**YOUR GOAL:** Take every line from the listing below that contains "RollingFileAppender".

**DATA EXTRACTS:**
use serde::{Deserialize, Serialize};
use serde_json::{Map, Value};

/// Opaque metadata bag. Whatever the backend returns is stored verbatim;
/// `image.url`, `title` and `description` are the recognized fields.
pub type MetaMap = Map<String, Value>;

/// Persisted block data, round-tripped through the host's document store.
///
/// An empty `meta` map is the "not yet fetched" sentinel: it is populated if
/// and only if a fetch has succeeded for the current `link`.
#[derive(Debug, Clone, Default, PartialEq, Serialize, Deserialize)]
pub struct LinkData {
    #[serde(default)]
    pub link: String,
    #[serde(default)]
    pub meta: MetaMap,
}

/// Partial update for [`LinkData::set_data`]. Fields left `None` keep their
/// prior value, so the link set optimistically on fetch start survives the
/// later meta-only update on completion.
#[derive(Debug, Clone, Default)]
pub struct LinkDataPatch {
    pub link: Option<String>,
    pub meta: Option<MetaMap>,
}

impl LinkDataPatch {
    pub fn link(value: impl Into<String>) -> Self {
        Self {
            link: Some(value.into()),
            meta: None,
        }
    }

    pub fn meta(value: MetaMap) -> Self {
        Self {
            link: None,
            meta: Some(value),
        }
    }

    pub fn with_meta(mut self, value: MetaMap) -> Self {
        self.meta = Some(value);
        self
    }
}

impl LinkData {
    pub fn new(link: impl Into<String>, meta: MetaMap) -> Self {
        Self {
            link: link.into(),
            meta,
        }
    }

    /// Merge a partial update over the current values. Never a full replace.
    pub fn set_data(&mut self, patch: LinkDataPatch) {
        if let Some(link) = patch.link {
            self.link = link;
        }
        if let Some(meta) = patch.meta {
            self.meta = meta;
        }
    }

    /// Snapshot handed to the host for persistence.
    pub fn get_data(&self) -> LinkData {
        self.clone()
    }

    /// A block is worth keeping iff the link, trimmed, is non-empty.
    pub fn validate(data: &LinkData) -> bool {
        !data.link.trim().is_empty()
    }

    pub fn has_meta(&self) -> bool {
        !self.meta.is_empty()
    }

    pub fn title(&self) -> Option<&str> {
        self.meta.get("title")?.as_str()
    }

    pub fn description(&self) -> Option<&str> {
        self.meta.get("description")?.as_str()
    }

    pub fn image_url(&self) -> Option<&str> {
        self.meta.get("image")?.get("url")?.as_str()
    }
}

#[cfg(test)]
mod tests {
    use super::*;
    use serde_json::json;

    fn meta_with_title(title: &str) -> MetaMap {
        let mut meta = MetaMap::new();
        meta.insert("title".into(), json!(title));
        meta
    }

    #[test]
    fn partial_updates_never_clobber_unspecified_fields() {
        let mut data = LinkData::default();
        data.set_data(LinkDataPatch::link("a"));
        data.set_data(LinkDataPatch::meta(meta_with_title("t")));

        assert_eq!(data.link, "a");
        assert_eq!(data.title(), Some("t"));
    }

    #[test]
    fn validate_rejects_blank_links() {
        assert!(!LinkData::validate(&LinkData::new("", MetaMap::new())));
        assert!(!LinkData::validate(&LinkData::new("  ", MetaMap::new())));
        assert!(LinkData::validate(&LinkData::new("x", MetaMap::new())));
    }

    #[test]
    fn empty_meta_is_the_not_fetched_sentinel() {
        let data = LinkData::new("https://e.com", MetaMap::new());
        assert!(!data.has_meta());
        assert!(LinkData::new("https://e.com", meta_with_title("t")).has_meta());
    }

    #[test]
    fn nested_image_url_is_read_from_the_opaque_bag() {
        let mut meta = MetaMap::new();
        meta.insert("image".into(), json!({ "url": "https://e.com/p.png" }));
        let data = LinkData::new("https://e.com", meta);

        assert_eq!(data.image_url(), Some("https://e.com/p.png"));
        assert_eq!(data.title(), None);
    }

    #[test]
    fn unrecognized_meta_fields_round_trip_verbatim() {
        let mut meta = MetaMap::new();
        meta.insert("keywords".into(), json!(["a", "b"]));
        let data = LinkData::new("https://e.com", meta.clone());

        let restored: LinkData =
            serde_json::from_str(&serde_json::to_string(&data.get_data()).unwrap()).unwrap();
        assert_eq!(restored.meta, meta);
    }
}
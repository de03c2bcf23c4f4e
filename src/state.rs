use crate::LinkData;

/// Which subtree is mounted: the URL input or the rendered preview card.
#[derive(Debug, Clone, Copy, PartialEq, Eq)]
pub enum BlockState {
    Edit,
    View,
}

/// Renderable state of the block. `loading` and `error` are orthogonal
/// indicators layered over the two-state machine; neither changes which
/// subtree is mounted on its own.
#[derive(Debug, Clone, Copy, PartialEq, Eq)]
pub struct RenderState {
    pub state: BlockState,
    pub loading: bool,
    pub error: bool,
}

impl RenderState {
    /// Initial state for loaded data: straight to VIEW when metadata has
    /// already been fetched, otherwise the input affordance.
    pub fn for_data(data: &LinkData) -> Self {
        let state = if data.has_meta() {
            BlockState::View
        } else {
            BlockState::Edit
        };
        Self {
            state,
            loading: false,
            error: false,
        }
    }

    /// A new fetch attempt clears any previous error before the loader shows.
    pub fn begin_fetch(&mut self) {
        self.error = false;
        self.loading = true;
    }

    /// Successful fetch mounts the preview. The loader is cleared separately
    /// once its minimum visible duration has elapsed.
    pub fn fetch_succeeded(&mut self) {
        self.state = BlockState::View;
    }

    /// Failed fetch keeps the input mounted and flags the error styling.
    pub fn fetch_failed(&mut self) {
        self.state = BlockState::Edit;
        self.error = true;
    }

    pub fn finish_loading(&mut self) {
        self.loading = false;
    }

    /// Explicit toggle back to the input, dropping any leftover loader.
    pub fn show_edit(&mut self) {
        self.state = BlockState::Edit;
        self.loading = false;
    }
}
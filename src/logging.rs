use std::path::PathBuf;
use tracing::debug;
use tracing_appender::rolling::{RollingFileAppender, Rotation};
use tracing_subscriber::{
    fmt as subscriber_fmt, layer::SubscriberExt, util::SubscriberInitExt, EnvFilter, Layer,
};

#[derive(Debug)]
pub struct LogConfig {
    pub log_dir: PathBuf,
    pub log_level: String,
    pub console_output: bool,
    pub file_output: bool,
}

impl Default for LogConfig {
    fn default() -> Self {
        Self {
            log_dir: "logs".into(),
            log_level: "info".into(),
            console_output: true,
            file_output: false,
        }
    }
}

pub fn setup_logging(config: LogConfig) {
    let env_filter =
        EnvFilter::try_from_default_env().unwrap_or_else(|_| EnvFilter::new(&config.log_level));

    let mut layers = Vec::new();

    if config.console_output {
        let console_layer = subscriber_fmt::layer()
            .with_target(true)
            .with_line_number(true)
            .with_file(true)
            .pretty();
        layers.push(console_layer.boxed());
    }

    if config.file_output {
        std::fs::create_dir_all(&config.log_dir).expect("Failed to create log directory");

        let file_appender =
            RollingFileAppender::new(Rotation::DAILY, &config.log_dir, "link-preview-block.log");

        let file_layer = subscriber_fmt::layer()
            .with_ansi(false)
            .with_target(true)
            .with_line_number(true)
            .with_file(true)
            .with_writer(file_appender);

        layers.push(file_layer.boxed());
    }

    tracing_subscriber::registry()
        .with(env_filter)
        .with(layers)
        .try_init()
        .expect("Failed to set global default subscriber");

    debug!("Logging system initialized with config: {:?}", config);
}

**TASK SOLUTION:**
use tracing_appender::rolling::{RollingFileAppender, Rotation};
            RollingFileAppender::new(Rotation::DAILY, &config.log_dir, "link-preview-block.log");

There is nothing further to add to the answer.